Secondary progressive multiple sclerosis (SPMS) is characterized by an initial RRMS disease course followed by progression with or without occasional relapses, minor
remissions, and plateaus. Some studies suggest that SPMS ultimately develops in most patients with RRMS and causes the greatest amount of neurological disability.
Primary progressive multiple sclerosis (PPMS) is characterized by disease progression from onset with occasional plateaus and temporary minor improvements allowed. This
type represents about 10 percent of cases at disease onset. In PPMS, patients experience a steady decline in function from the beginning and never have acute attacks.
Progressive relapsing multiple sclerosis (PRMS) is characterized by progressive disease from onset, with clear acute relapses, with or without full recovery. Progression
continues during the periods between disease relapses.
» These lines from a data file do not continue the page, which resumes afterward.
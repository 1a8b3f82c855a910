//! Real-time output through the host's default audio device using cpal.

use std::{
    fmt,
    sync::{
        atomic::{AtomicU64, Ordering},
        Arc, Mutex,
    },
};

use cpal::traits::{DeviceTrait, HostTrait, StreamTrait};
use rand::{rngs::StdRng, SeedableRng};

use super::{start_frame, stream::StreamMixer, AudioBackend, AudioOutput, MixHandle};
use crate::{synth::MIN_SAMPLE_RATE, PartyError, Result, Voice};

/// Opens one output stream on the default device per session. Each output
/// also records what it scheduled, so a live session can be saved.
#[derive(Default)]
pub struct CpalBackend {
    seed: Option<u64>,
    opened: usize,
    last_mix: Option<MixHandle>,
}

impl CpalBackend {
    pub fn new() -> Self {
        Self::default()
    }

    /// Seeds the noise generator of every output opened from now on.
    pub fn with_seed(mut self, seed: u64) -> Self {
        self.seed = Some(seed);
        self
    }

    /// Number of outputs opened over the backend's lifetime.
    pub fn opened(&self) -> usize {
        self.opened
    }

    /// Voices scheduled on the most recently opened output.
    pub fn last_mix(&self) -> Option<MixHandle> {
        self.last_mix.clone()
    }
}

impl AudioBackend for CpalBackend {
    fn open(&mut self) -> Result<Box<dyn AudioOutput>> {
        let host = cpal::default_host();
        tracing::info!(host = ?host.id(), "audio host");

        let device = host
            .default_output_device()
            .ok_or_else(|| PartyError::AudioUnavailable("no output device found".to_string()))?;
        let supported = device.default_output_config().map_err(unavailable)?;

        let sample_rate = supported.sample_rate().0;
        if sample_rate < MIN_SAMPLE_RATE {
            return Err(PartyError::AudioUnavailable(format!(
                "device runs at {sample_rate} Hz, below {MIN_SAMPLE_RATE} Hz"
            )));
        }
        let channels = usize::from(supported.channels()).max(1);

        let mixer = StreamMixer::new(sample_rate);
        let frames = mixer.frame_counter();
        let mixer = Arc::new(Mutex::new(mixer));

        let config = supported.config();
        let stream = match supported.sample_format() {
            cpal::SampleFormat::F32 => {
                build_stream::<f32>(&device, &config, mixer.clone(), channels)
            }
            cpal::SampleFormat::I16 => {
                build_stream::<i16>(&device, &config, mixer.clone(), channels)
            }
            cpal::SampleFormat::U16 => {
                build_stream::<u16>(&device, &config, mixer.clone(), channels)
            }
            other => Err(PartyError::AudioUnavailable(format!(
                "unsupported sample format {other:?}"
            ))),
        }?;
        stream.play().map_err(unavailable)?;

        let rng = match self.seed {
            Some(seed) => StdRng::seed_from_u64(seed.wrapping_add(self.opened as u64)),
            None => StdRng::from_entropy(),
        };
        let mix = MixHandle::new(sample_rate);
        self.opened += 1;
        self.last_mix = Some(mix.clone());

        tracing::info!(
            device = %device.name().unwrap_or_else(|_| "unknown".to_string()),
            sample_rate,
            channels,
            "audio stream started"
        );

        Ok(Box::new(CpalOutput {
            stream: Some(stream),
            mixer,
            frames,
            sample_rate,
            rng,
            mix,
        }))
    }
}

fn build_stream<T>(
    device: &cpal::Device,
    config: &cpal::StreamConfig,
    mixer: Arc<Mutex<StreamMixer>>,
    channels: usize,
) -> Result<cpal::Stream>
where
    T: cpal::SizedSample + cpal::FromSample<f32>,
{
    let mut mono = Vec::new();
    device
        .build_output_stream(
            config,
            move |data: &mut [T], _: &cpal::OutputCallbackInfo| {
                mono.resize(data.len() / channels, 0.0);
                match mixer.lock() {
                    Ok(mut mixer) => mixer.fill(&mut mono),
                    Err(_) => mono.fill(0.0),
                }

                // mono to every channel
                for (frame, value) in data.chunks_mut(channels).zip(&mono) {
                    for sample in frame.iter_mut() {
                        *sample = T::from_sample(*value);
                    }
                }
            },
            |err| tracing::error!(%err, "audio stream error"),
            None,
        )
        .map_err(unavailable)
}

fn unavailable(err: impl fmt::Display) -> PartyError {
    PartyError::AudioUnavailable(err.to_string())
}

/// Output opened by [`CpalBackend`]. Its clock is the stream's frame counter.
pub struct CpalOutput {
    stream: Option<cpal::Stream>,
    mixer: Arc<Mutex<StreamMixer>>,
    frames: Arc<AtomicU64>,
    sample_rate: u32,
    rng: StdRng,
    mix: MixHandle,
}

impl AudioOutput for CpalOutput {
    fn current_time(&self) -> f64 {
        self.frames.load(Ordering::SeqCst) as f64 / f64::from(self.sample_rate)
    }

    fn schedule(&mut self, at: f64, voice: &Voice) -> Result<()> {
        if self.stream.is_none() {
            return Err(PartyError::msg("audio output is closed"));
        }
        if !at.is_finite() {
            return Err(PartyError::InvalidInput("voice start time must be finite"));
        }

        let rendered = voice.render(self.sample_rate, &mut self.rng)?;
        let start = start_frame(at, self.sample_rate);
        self.mix.lock()?.add(start, &rendered);
        self.mixer
            .lock()
            .map_err(|_| PartyError::msg("stream mixer has been poisoned"))?
            .queue(start as u64, rendered);
        Ok(())
    }

    fn close(&mut self) {
        if let Some(stream) = self.stream.take() {
            if let Err(err) = stream.pause() {
                tracing::debug!(%err, "could not pause stream before closing");
            }
            tracing::debug!("closed audio stream");
        }
    }
}

impl Drop for CpalOutput {
    fn drop(&mut self) {
        self.close();
    }
}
Progression of disability due to MS is highly variable, but accumulating evidence suggests that progression in most patients with MS is slow. At the extreme ends of the severity
spectrum, there are benign and malignant forms of MS. Benign MS refers to disease in which the patient remains fully functional in all neurologic systems 15 years after the disease
onset. Malignant MS refers to disease with a rapid progressive course, leading to significant disability in multiple neurologic systems or death in a relatively short time after disease
onset. (See 'Disease severity' above.)
A variety of factors have been identified as possible prognostic indicators in MS that may modify the disease course or predict exacerbations. White populations, especially those
originally from Northern Europe, appear to have the highest risk for developing MS, while people of Asian, African, or American Indian origin have the lowest risk. The relapsing form of
MS is generally associated with a better prognosis than progressive disease. (See 'Prognostic factors' above.)